### Problem to solve
Each line below with the string "false" should be copied.

### Data extracts
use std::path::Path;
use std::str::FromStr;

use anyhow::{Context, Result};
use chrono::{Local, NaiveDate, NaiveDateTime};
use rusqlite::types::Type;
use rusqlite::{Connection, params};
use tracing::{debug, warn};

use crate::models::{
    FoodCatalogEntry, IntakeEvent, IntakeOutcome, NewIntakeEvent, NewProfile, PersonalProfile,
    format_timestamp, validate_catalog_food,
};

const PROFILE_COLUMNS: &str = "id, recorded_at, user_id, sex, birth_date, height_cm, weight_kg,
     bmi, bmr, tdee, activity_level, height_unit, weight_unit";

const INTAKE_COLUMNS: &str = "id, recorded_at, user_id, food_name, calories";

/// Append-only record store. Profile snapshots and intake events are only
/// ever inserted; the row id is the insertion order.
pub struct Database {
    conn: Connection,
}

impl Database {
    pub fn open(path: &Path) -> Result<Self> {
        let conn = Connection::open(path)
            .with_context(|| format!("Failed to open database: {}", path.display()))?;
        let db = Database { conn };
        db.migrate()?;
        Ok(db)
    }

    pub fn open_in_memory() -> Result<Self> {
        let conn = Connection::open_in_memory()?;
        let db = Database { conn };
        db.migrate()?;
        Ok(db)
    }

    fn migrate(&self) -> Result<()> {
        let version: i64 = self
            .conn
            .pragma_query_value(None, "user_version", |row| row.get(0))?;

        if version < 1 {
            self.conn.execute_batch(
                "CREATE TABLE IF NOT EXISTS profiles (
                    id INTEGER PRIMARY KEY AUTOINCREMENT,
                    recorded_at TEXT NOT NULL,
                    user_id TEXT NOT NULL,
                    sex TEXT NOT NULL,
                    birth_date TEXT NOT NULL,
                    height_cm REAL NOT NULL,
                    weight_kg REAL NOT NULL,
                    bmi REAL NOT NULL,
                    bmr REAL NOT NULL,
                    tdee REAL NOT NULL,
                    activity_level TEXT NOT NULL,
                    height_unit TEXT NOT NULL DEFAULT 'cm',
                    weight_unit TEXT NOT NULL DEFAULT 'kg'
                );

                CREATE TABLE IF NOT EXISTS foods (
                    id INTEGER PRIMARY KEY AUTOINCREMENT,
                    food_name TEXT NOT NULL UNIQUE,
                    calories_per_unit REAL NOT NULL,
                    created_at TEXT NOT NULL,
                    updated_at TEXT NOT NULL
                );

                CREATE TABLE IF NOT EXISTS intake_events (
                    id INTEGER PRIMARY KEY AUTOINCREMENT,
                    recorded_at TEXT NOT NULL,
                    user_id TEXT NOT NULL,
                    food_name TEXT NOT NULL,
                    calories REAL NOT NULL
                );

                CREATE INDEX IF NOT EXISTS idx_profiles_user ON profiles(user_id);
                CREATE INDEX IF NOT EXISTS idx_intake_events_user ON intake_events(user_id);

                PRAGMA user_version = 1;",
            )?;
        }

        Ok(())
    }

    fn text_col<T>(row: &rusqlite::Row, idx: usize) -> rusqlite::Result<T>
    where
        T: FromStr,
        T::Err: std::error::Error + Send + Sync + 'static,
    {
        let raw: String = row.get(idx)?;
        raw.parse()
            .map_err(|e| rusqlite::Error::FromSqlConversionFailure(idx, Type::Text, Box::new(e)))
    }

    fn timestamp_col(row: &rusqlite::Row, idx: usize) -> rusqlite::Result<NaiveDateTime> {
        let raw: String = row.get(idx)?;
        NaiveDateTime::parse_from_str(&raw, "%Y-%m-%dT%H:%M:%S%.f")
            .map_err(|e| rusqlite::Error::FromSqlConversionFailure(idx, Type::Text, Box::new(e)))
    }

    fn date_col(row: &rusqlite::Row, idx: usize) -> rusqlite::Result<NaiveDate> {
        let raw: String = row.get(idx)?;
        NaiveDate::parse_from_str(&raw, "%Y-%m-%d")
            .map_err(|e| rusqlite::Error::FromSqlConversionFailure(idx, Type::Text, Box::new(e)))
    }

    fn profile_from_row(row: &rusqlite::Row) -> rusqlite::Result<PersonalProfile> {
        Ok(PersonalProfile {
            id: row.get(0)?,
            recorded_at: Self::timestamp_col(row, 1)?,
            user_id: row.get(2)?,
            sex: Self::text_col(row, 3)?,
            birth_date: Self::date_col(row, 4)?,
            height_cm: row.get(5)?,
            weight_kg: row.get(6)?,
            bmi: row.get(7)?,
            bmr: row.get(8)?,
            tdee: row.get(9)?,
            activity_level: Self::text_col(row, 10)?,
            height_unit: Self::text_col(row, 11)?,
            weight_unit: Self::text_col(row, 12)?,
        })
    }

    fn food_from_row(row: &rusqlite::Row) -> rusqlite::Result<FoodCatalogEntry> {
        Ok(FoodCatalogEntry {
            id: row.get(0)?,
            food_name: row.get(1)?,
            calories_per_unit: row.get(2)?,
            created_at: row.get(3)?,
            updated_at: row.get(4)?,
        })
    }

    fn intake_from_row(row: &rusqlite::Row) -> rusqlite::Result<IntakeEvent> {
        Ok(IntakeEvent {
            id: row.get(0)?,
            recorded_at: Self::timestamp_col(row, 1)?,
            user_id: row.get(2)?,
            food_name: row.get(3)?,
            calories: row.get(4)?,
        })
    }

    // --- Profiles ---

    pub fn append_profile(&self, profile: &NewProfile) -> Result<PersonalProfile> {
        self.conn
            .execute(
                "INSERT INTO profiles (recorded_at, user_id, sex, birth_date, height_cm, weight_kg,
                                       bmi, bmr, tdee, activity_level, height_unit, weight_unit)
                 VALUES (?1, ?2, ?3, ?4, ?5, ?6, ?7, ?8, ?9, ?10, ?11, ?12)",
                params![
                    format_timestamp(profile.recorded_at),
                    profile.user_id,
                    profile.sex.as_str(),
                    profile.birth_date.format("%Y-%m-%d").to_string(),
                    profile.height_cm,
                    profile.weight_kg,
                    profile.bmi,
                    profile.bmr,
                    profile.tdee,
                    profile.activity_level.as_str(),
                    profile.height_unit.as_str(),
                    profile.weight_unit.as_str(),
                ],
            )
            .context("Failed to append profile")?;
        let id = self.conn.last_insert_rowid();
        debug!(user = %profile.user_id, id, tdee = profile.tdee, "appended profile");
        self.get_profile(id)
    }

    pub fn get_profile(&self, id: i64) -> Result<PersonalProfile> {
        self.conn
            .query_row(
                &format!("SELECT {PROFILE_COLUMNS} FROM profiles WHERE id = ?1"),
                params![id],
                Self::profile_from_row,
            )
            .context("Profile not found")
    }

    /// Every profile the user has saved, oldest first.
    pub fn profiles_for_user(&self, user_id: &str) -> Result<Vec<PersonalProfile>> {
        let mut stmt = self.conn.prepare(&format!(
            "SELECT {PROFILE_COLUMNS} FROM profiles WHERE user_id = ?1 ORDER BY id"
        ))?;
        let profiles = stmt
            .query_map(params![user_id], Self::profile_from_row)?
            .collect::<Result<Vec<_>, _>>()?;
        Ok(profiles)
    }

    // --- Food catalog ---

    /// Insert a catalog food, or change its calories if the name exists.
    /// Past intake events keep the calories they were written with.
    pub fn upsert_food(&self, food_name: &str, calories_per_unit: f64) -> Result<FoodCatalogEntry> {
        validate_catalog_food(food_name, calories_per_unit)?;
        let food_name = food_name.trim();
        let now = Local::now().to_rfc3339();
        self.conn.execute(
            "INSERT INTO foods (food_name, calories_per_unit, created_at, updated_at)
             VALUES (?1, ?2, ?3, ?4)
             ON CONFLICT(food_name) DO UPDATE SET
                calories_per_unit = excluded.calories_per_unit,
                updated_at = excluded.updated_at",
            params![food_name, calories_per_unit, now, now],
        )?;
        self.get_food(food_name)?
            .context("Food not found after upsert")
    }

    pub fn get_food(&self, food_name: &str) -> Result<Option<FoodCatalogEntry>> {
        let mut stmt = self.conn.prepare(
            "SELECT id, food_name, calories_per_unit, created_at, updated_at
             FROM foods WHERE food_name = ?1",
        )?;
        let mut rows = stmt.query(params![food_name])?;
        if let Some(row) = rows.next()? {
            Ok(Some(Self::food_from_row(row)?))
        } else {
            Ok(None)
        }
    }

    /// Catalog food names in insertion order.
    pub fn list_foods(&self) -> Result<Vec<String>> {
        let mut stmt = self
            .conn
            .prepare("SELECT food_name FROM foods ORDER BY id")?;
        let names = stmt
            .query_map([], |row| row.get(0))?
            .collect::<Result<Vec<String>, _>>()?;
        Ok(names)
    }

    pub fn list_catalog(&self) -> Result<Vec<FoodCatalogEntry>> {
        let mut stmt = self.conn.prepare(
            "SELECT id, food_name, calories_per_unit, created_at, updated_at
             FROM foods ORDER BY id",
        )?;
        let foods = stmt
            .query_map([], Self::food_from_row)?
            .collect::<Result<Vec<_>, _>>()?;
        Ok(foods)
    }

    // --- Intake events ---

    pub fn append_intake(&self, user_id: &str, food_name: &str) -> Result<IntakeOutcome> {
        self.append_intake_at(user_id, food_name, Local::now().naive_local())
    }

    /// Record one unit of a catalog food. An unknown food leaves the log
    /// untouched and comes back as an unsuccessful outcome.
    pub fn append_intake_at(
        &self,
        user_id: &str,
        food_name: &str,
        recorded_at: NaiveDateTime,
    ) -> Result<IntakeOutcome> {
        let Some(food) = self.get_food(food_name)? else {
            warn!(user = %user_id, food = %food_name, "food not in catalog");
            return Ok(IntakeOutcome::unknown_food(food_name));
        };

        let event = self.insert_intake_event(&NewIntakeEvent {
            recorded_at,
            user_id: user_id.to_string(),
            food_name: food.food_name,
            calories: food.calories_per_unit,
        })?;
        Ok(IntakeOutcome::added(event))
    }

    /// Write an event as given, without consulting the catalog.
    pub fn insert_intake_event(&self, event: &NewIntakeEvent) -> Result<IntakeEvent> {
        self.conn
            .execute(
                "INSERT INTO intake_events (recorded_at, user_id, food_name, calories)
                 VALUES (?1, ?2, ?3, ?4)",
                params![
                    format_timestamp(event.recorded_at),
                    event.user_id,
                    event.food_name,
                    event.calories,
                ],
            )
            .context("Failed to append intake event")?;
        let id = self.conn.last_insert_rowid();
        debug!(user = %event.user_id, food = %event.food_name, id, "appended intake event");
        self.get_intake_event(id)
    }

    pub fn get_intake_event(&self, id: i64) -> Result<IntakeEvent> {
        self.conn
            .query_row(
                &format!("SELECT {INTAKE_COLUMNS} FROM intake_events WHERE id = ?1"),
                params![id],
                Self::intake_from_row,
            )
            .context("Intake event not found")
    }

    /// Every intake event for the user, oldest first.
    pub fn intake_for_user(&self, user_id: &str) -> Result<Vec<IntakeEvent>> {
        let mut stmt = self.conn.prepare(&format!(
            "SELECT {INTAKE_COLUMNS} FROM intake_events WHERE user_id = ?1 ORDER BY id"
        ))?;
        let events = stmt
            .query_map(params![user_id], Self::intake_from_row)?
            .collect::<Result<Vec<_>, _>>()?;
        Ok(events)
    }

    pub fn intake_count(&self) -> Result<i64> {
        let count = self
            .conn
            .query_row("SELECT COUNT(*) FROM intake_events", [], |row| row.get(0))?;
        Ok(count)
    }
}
---
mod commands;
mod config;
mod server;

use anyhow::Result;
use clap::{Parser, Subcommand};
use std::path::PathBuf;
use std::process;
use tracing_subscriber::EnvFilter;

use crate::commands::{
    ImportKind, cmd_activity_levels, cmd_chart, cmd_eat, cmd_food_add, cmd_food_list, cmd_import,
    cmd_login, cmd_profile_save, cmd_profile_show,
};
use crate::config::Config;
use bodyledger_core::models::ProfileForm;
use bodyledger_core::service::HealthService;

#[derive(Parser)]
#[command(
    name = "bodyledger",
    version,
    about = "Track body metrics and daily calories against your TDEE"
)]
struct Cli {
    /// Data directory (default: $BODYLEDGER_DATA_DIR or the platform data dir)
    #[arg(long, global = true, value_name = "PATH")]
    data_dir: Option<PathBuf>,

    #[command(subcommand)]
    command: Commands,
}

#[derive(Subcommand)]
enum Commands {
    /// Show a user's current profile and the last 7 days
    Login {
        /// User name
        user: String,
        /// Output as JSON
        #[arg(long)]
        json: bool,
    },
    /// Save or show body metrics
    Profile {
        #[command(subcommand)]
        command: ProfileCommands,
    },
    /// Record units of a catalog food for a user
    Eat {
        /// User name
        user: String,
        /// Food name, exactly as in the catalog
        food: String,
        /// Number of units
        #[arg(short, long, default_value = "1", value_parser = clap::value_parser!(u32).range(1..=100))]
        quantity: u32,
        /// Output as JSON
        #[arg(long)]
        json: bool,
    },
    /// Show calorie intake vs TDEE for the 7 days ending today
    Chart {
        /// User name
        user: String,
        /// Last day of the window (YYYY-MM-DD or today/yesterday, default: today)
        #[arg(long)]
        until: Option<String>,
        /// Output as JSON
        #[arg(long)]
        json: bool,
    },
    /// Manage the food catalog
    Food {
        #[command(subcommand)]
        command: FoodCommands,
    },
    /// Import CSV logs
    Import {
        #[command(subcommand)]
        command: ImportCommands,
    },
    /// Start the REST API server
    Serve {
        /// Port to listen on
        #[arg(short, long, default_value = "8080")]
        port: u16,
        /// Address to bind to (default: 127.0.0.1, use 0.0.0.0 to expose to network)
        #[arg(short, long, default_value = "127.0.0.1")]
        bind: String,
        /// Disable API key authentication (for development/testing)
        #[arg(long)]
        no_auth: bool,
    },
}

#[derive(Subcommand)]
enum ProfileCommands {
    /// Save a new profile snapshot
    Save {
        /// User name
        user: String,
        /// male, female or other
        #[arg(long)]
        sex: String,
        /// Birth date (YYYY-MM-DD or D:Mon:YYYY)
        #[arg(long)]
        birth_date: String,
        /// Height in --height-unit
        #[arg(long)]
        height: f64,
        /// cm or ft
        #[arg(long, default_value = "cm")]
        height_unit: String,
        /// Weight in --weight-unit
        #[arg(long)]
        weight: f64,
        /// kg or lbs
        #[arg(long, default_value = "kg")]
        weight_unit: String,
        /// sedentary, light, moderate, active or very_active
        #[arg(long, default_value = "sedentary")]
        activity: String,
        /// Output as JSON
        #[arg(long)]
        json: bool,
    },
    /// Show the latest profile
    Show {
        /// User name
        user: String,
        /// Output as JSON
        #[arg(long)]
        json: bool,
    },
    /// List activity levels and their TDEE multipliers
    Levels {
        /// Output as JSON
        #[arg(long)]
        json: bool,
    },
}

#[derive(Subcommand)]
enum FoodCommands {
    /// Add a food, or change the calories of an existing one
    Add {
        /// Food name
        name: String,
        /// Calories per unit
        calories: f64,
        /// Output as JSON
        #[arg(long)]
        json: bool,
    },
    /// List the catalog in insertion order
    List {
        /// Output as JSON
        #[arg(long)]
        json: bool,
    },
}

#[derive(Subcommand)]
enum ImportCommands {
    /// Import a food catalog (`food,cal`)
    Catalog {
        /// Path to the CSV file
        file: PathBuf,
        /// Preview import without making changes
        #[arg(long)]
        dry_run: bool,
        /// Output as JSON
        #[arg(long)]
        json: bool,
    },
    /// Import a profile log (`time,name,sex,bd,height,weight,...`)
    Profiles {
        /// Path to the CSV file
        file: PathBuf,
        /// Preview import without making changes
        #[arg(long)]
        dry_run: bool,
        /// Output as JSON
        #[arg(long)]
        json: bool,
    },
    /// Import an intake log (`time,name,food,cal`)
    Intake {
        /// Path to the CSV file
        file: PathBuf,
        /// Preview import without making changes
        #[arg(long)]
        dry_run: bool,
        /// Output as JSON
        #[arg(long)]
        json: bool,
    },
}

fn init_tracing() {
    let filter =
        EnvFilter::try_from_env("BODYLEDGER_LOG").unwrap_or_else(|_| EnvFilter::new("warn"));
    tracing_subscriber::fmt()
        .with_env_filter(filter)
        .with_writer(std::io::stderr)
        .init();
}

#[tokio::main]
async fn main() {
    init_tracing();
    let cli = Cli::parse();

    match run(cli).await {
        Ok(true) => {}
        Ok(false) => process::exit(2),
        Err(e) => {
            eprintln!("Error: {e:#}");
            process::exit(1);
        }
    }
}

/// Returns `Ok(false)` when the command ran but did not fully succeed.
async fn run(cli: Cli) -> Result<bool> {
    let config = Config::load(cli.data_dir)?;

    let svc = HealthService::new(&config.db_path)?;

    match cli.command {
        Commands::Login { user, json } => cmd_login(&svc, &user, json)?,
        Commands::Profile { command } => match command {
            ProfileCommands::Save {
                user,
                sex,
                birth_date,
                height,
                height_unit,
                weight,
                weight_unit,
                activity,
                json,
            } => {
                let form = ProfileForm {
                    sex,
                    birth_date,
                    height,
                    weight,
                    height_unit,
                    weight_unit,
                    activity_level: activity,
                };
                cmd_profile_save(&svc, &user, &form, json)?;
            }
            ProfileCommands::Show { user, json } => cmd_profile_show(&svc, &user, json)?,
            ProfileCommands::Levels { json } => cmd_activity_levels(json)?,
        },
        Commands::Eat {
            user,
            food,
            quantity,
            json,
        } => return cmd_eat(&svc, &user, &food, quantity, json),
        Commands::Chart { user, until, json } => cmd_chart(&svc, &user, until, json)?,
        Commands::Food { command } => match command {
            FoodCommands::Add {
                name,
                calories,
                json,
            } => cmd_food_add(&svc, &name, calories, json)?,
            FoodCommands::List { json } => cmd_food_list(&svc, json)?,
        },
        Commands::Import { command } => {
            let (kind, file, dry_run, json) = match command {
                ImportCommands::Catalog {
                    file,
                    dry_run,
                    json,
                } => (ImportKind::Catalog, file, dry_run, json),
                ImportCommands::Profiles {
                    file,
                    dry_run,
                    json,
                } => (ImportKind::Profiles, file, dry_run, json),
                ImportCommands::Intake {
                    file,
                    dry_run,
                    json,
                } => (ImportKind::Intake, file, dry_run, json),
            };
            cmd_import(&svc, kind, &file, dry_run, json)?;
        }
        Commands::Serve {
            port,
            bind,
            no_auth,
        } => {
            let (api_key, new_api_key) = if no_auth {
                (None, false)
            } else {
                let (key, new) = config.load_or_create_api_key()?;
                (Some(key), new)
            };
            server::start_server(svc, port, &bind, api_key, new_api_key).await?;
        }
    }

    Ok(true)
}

### Answer space
        Ok(false) => process::exit(2),
/// Returns `Ok(false)` when the command ran but did not fully succeed.
                (None, false)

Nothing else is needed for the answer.